TASK OBJECTIVE: Search the data below for "hint"; list each line that holds it.

Dataset entries
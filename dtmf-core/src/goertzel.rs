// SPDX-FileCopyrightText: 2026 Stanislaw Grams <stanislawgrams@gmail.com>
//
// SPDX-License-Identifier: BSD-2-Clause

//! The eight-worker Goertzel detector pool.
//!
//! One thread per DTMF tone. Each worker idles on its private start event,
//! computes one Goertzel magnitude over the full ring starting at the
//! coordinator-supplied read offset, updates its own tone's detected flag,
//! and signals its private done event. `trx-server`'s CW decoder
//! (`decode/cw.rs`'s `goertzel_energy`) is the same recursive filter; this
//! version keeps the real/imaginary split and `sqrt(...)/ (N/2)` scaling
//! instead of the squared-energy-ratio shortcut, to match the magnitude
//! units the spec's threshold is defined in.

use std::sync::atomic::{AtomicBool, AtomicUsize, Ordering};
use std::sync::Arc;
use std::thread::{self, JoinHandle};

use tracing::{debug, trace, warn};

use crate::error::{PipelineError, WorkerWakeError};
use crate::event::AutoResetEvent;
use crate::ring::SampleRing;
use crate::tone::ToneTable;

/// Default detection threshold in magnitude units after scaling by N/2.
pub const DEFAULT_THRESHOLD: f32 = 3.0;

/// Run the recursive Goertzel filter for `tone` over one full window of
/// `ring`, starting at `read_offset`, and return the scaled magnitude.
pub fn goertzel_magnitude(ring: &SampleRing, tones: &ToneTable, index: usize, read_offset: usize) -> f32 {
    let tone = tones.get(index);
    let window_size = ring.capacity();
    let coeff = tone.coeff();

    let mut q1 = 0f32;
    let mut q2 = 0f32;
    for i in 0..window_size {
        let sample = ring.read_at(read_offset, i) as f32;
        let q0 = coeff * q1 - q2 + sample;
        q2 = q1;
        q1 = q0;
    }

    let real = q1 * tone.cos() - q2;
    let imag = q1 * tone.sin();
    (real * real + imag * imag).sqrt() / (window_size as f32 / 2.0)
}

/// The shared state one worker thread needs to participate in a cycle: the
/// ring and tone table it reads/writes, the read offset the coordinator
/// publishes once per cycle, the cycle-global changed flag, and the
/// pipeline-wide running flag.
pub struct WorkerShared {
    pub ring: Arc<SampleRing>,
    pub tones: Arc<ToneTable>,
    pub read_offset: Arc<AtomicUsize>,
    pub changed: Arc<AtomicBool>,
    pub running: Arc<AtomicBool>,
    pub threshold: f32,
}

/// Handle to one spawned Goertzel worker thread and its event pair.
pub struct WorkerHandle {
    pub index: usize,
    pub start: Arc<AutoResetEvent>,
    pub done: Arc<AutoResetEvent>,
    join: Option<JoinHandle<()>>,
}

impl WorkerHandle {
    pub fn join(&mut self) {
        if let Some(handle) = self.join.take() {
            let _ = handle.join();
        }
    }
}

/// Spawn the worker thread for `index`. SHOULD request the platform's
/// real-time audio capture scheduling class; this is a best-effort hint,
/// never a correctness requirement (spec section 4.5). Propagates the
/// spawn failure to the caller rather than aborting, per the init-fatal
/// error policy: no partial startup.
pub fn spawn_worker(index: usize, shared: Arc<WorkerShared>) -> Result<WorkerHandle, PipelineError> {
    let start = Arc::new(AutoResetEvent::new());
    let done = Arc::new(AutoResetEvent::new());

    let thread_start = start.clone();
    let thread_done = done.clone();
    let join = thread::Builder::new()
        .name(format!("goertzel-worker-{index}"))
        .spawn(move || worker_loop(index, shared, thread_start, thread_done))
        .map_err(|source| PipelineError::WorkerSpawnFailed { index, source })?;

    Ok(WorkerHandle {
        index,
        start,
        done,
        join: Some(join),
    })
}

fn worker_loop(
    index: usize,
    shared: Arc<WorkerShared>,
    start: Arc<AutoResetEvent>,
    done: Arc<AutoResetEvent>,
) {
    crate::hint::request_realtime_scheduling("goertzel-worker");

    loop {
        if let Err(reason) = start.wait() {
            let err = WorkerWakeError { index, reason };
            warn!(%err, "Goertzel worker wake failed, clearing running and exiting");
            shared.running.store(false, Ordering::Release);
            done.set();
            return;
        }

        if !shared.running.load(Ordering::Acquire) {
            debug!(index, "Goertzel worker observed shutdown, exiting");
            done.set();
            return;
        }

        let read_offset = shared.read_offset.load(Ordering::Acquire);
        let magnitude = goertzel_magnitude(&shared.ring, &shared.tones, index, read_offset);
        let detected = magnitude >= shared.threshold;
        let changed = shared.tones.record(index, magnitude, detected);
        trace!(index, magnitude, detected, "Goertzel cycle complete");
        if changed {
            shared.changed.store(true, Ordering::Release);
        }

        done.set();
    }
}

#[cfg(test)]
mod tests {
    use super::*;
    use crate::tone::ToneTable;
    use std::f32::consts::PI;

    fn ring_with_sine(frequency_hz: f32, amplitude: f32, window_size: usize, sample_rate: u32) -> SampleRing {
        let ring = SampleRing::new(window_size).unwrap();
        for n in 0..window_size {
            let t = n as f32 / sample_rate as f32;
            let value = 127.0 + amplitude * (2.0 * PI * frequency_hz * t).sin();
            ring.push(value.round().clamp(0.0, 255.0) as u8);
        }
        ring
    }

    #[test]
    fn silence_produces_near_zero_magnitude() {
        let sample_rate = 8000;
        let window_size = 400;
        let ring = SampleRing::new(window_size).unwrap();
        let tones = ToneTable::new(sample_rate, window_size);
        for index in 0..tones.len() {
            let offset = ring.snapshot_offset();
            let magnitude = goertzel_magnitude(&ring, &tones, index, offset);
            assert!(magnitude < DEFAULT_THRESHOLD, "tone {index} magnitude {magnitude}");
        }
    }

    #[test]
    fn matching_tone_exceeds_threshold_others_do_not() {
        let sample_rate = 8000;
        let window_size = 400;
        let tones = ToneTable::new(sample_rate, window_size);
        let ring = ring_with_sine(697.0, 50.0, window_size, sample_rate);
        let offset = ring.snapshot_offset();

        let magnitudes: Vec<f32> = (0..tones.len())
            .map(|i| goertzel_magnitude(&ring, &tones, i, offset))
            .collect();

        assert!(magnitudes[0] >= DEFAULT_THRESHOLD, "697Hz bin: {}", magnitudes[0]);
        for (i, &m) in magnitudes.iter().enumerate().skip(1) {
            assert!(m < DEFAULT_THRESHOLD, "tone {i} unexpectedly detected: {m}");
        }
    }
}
==
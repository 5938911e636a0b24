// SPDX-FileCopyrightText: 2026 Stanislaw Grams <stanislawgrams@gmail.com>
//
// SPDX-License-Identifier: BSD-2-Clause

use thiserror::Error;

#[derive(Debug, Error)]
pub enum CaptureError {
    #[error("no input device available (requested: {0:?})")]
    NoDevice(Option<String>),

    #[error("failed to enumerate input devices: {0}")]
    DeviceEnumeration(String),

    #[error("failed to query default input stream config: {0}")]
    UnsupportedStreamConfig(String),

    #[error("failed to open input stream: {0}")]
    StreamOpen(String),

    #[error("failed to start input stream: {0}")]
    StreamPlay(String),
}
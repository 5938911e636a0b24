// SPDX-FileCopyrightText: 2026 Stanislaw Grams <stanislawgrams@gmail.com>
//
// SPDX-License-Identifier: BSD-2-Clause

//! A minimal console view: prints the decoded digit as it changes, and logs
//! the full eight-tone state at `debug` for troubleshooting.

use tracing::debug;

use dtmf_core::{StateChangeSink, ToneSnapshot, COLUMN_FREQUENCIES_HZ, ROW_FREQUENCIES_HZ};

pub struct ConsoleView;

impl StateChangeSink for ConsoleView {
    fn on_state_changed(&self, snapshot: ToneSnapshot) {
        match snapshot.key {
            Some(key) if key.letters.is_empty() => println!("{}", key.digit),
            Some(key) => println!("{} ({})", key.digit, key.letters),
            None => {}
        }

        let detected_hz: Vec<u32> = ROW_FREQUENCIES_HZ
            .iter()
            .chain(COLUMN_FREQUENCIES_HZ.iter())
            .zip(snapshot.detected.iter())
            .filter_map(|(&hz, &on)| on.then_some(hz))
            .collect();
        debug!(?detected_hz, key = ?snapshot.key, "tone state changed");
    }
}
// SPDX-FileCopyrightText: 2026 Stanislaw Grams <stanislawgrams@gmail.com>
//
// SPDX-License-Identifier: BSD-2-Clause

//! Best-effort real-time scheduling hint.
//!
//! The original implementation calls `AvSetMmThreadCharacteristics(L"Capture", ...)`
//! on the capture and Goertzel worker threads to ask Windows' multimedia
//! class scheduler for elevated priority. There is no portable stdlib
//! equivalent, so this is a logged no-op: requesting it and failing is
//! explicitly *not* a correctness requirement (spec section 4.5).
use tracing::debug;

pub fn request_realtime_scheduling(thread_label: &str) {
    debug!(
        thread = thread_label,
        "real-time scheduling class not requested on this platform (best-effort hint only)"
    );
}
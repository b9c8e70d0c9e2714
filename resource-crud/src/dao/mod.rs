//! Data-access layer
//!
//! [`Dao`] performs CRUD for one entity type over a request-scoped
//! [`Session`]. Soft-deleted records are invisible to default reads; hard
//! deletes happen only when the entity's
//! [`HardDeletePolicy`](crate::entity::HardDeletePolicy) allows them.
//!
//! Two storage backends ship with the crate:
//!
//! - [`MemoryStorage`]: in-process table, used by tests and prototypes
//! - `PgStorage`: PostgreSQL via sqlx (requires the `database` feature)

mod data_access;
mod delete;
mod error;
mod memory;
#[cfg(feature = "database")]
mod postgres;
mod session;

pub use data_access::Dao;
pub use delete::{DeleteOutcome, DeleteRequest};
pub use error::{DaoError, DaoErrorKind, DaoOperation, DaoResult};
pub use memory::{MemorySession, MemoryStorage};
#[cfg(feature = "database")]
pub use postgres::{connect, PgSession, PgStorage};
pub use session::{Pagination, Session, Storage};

OUTPUT FOR THIS TASK:
/// real-time audio capture scheduling class; this is a best-effort hint,
    crate::hint::request_realtime_scheduling("goertzel-worker");
//! Best-effort real-time scheduling hint.
        "real-time scheduling class not requested on this platform (best-effort hint only)"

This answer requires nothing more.